The agricultural pavilion had three exhibition areas: the display of the best products from Chiriquí fields, the section with vegetable, tuber and bean crops and the zoo.
Jaime González, director of the Agricultural Committee, stated that a tropical kind of carrot from Brazil caught visitors' attention.
The carrot is known for only growing in the highlands of the province, but this version has been cultivated in a 47 square meter demonstration plot and they are waiting for the harvest. The seed reached Chiriquí three months ago through the Agricultural and Livestock Research Institute (IDIAP).
A tropical soybean is another crop being experimented upon. Planted on a 60 square meter plot, its current vegetative development and optimal productivity has filled the technicians from the Ministry of Agriculture with satisfaction.

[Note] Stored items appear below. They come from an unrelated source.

use serde::{Deserialize, Serialize};
use std::hash::Hash;

/// forward vs. backward(reverse) strand
#[derive(Debug, Hash, PartialEq, Eq, PartialOrd, Ord, Clone, Copy, Serialize, Deserialize)]
pub enum Strand {
    #[serde(rename = "+")]
    Forward,
    #[serde(rename = "-")]
    Backward,
}

impl std::fmt::Display for Strand {
    fn fmt(&self, f: &mut std::fmt::Formatter<'_>) -> std::fmt::Result {
        match self {
            Strand::Forward => write!(f, "+"),
            Strand::Backward => write!(f, "-"),
        }
    }
}

impl Strand {
    pub fn parse(word: &str) -> Option<Self> {
        match word {
            "+" | "1" | "+1" => Some(Strand::Forward),
            "-" | "-1" => Some(Strand::Backward),
            _ => None,
        }
    }
}

/// Strip an optional `chr` prefix so that `chr1` and `1` compare equal
pub fn normalize_chr(chr: &str) -> &str {
    chr.strip_prefix("chr").unwrap_or(chr)
}

/// Split a cytoband name such as `1p36.33` or `chrXq28` into its
/// chromosome and arm (`p` or `q`)
pub fn cytoband_arm(name: &str) -> Option<(&str, char)> {
    let name = normalize_chr(name);
    let pos = name.find(['p', 'q'])?;
    let chr = &name[..pos];
    let valid_chr = !chr.is_empty()
        && chr
            .chars()
            .all(|c| c.is_ascii_digit() || matches!(c, 'X' | 'Y' | 'M' | 'T'));
    if !valid_chr {
        return None;
    }
    let arm = name[pos..].chars().next()?;
    Some((chr, arm))
}

/// Genomic distance between two intervals
#[derive(Debug, Clone, Copy, PartialEq, Eq)]
pub enum Distance {
    /// Same chromosome; zero when the intervals overlap
    Finite(u64),
    /// Different chromosomes
    Infinite,
    /// Chromosome or coordinates missing on either side
    Unknown,
}

impl Distance {
    pub fn within(&self, window: u64) -> Option<bool> {
        match self {
            Distance::Finite(d) => Some(*d <= window),
            Distance::Infinite => Some(false),
            Distance::Unknown => None,
        }
    }
}

/// A closed interval `[start, stop]` on a chromosome. Any part may be
/// missing; comparisons involving a missing part are `Unknown`.
#[derive(Debug, Clone, Default, PartialEq, Eq, Hash, Serialize, Deserialize)]
pub struct GenomicInterval {
    #[serde(rename = "chromosome")]
    pub chr: Option<Box<str>>,
    pub start: Option<i64>,
    #[serde(rename = "end")]
    pub stop: Option<i64>,
    pub strand: Option<Strand>,
}

impl std::fmt::Display for GenomicInterval {
    fn fmt(&self, f: &mut std::fmt::Formatter<'_>) -> std::fmt::Result {
        fn opt<T: std::fmt::Display>(x: &Option<T>) -> String {
            x.as_ref().map(|v| v.to_string()).unwrap_or(".".to_string())
        }
        write!(
            f,
            "{}:{}-{}",
            opt(&self.chr),
            opt(&self.start),
            opt(&self.stop)
        )
    }
}

impl GenomicInterval {
    /// Create an interval, checking `start <= stop` when both are given
    pub fn new(
        chr: Option<&str>,
        start: Option<i64>,
        stop: Option<i64>,
        strand: Option<Strand>,
    ) -> anyhow::Result<Self> {
        if let (Some(s), Some(e)) = (start, stop) {
            if s > e {
                return Err(anyhow::anyhow!("interval start {} > stop {}", s, e));
            }
        }
        Ok(Self {
            chr: chr.map(Box::from),
            start,
            stop,
            strand,
        })
    }

    /// Fully specified interval on one chromosome
    pub fn from_coords(chr: &str, start: i64, stop: i64) -> anyhow::Result<Self> {
        Self::new(Some(chr), Some(start), Some(stop), None)
    }

    /// Chromosome and both coordinates are present
    pub fn is_resolved(&self) -> bool {
        self.chr.is_some() && self.start.is_some() && self.stop.is_some()
    }

    fn resolved(&self) -> Option<(&str, i64, i64)> {
        match (&self.chr, self.start, self.stop) {
            (Some(c), Some(s), Some(e)) => Some((normalize_chr(c), s, e)),
            _ => None,
        }
    }

    /// `Some(true)` iff both intervals are on the same chromosome and
    /// their ranges intersect; `None` if either side is unresolved
    pub fn overlap(&self, other: &Self) -> Option<bool> {
        let (c1, s1, e1) = self.resolved()?;
        let (c2, s2, e2) = other.resolved()?;
        Some(c1 == c2 && s1 <= e2 && s2 <= e1)
    }

    /// Gap between the two ranges on the same chromosome
    pub fn distance(&self, other: &Self) -> Distance {
        match (self.resolved(), other.resolved()) {
            (Some((c1, s1, e1)), Some((c2, s2, e2))) => {
                if c1 != c2 {
                    Distance::Infinite
                } else if s2 > e1 {
                    Distance::Finite((s2 - e1) as u64)
                } else if s1 > e2 {
                    Distance::Finite((s1 - e2) as u64)
                } else {
                    Distance::Finite(0)
                }
            }
            _ => Distance::Unknown,
        }
    }

    /// Smallest interval covering all resolved inputs if they share a
    /// chromosome; otherwise an unresolved interval
    pub fn span<'a, I>(intervals: I) -> Self
    where
        I: IntoIterator<Item = &'a GenomicInterval>,
    {
        let mut chr: Option<Box<str>> = None;
        let mut lb = i64::MAX;
        let mut ub = i64::MIN;

        for x in intervals {
            let Some((c, s, e)) = x.resolved() else {
                return Self::default();
            };
            match &chr {
                Some(prev) if normalize_chr(prev) != c => return Self::default(),
                Some(_) => {}
                None => chr = x.chr.clone(),
            }
            lb = lb.min(s);
            ub = ub.max(e);
        }

        match chr {
            Some(c) => Self {
                chr: Some(c),
                start: Some(lb),
                stop: Some(ub),
                strand: None,
            },
            None => Self::default(),
        }
    }
}

#[cfg(test)]
mod tests {
    use super::*;

    fn iv(chr: &str, s: i64, e: i64) -> GenomicInterval {
        GenomicInterval::from_coords(chr, s, e).unwrap()
    }

    #[test]
    fn test_mixed_chr_prefix() {
        assert_eq!(normalize_chr("chr1"), normalize_chr("1"));
        assert_eq!(iv("chrX", 1, 5).overlap(&iv("X", 5, 9)), Some(true));
        assert_eq!(iv("chr1", 1, 5).overlap(&iv("2", 1, 5)), Some(false));
    }

    #[test]
    fn test_start_after_stop_rejected() {
        assert!(GenomicInterval::from_coords("1", 10, 5).is_err());
        assert!(GenomicInterval::new(Some("1"), Some(10), None, None).is_ok());
    }

    #[test]
    fn test_overlap() {
        assert_eq!(iv("1", 100, 200).overlap(&iv("chr1", 200, 300)), Some(true));
        assert_eq!(iv("1", 100, 200).overlap(&iv("1", 201, 300)), Some(false));
        assert_eq!(iv("1", 100, 200).overlap(&iv("2", 100, 200)), Some(false));
        let partial = GenomicInterval::new(Some("1"), Some(100), None, None).unwrap();
        assert_eq!(partial.overlap(&iv("1", 100, 200)), None);
    }

    #[test]
    fn test_distance() {
        assert_eq!(iv("1", 100, 200).distance(&iv("1", 150, 160)), Distance::Finite(0));
        assert_eq!(iv("1", 100, 200).distance(&iv("1", 250, 300)), Distance::Finite(50));
        assert_eq!(iv("1", 250, 300).distance(&iv("1", 100, 200)), Distance::Finite(50));
        assert_eq!(iv("1", 100, 200).distance(&iv("2", 100, 200)), Distance::Infinite);
        assert_eq!(
            GenomicInterval::default().distance(&iv("1", 1, 2)),
            Distance::Unknown
        );
        assert_eq!(Distance::Finite(10).within(10), Some(true));
        assert_eq!(Distance::Finite(11).within(10), Some(false));
        assert_eq!(Distance::Unknown.within(10), None);
    }

    #[test]
    fn test_cytoband_arm() {
        assert_eq!(cytoband_arm("1p36.33"), Some(("1", 'p')));
        assert_eq!(cytoband_arm("chr17q21.31"), Some(("17", 'q')));
        assert_eq!(cytoband_arm("Xq28"), Some(("X", 'q')));
        assert_eq!(cytoband_arm("ENSG000001"), None);
    }

    #[test]
    fn test_span() {
        let s = GenomicInterval::span(&[iv("1", 100, 200), iv("chr1", 50, 120)]);
        assert_eq!((s.start, s.stop), (Some(50), Some(200)));
        let s = GenomicInterval::span(&[iv("1", 100, 200), iv("2", 50, 120)]);
        assert!(!s.is_resolved());
    }
}
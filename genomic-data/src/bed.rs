use crate::interval::{GenomicInterval, Strand};
use log::info;
use matrix_util::common_io::{open_buf_writer, read_lines_of_words_delim};
use std::io::Write;

/// One row of a feature interval table: `id chr start end [strand [alias]]`
#[derive(Debug, Clone, PartialEq)]
pub struct IntervalRecord {
    pub id: Box<str>,
    pub interval: GenomicInterval,
    pub alias: Option<Box<str>>,
}

fn is_missing(word: &str) -> bool {
    matches!(word, "" | "." | "NA" | "na" | "NaN")
}

fn parse_coord(word: &str) -> anyhow::Result<Option<i64>> {
    if is_missing(word) {
        Ok(None)
    } else {
        Ok(Some(word.parse::<i64>().map_err(|e| {
            anyhow::anyhow!("failed to parse coordinate '{}': {}", word, e)
        })?))
    }
}

impl IntervalRecord {
    fn from_words(words: &[Box<str>]) -> anyhow::Result<Self> {
        if words.len() < 4 {
            return Err(anyhow::anyhow!(
                "need at least `id chr start end`, got {} fields",
                words.len()
            ));
        }
        let chr = (!is_missing(&words[1])).then_some(words[1].as_ref());
        let strand = words.get(4).and_then(|s| Strand::parse(s));
        let alias = words
            .get(5)
            .filter(|s| !is_missing(s))
            .cloned();

        Ok(Self {
            id: words[0].clone(),
            interval: GenomicInterval::new(
                chr,
                parse_coord(&words[2])?,
                parse_coord(&words[3])?,
                strand,
            )?,
            alias,
        })
    }
}

/// Read a feature interval table. A first line starting with `id` is
/// taken as a header.
pub fn read_interval_table(file: &str) -> anyhow::Result<Vec<IntervalRecord>> {
    let read_out = read_lines_of_words_delim(file, "\t", -1)?;

    let mut records = Vec::with_capacity(read_out.lines.len());
    for (i, words) in read_out.lines.iter().enumerate() {
        if i == 0 && words.first().is_some_and(|w| w.eq_ignore_ascii_case("id")) {
            continue;
        }
        let rec = IntervalRecord::from_words(words)
            .map_err(|e| anyhow::anyhow!("{}: line {}: {}", file, i + 1, e))?;
        records.push(rec);
    }

    info!("read {} interval records from {}", records.len(), file);
    Ok(records)
}

pub fn write_interval_table(records: &[IntervalRecord], file: &str) -> anyhow::Result<()> {
    fn opt<T: std::fmt::Display>(x: &Option<T>) -> String {
        x.as_ref().map(|v| v.to_string()).unwrap_or("NA".to_string())
    }

    let mut buf = open_buf_writer(file)?;
    writeln!(buf, "id\tchr\tstart\tend\tstrand\talias")?;
    for r in records {
        writeln!(
            buf,
            "{}\t{}\t{}\t{}\t{}\t{}",
            r.id,
            opt(&r.interval.chr),
            opt(&r.interval.start),
            opt(&r.interval.stop),
            r.interval.strand.map(|s| s.to_string()).unwrap_or(".".into()),
            opt(&r.alias),
        )?;
    }
    buf.flush()?;
    Ok(())
}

Arnulfo Gutiérrez, an IDIAP researcher, also mentioned a plantain plant, that was grown in vitro in Mexico and brought to the country for the first time, is now being cultivated and in the production stage on a plot measuring 12 meters wide by 20 meters long.
“The difference in these crops is that they are from plant cells that come clean of viruses, bacteria and fungi,” he added.
The crops at this exhibition can be grown through hydroponic farming, offering the perfect alternative for housewives and small farmers who have limited land to cultivate. Hydroponic crops can be grown in small areas, providing a way to achieve a balanced diet by planting produce right at home.
Manuel Alvarado, a fair visitor, found the food production innovations interesting because they help consumers who are faced with daily rising prices on these products, and that these offer an alternative.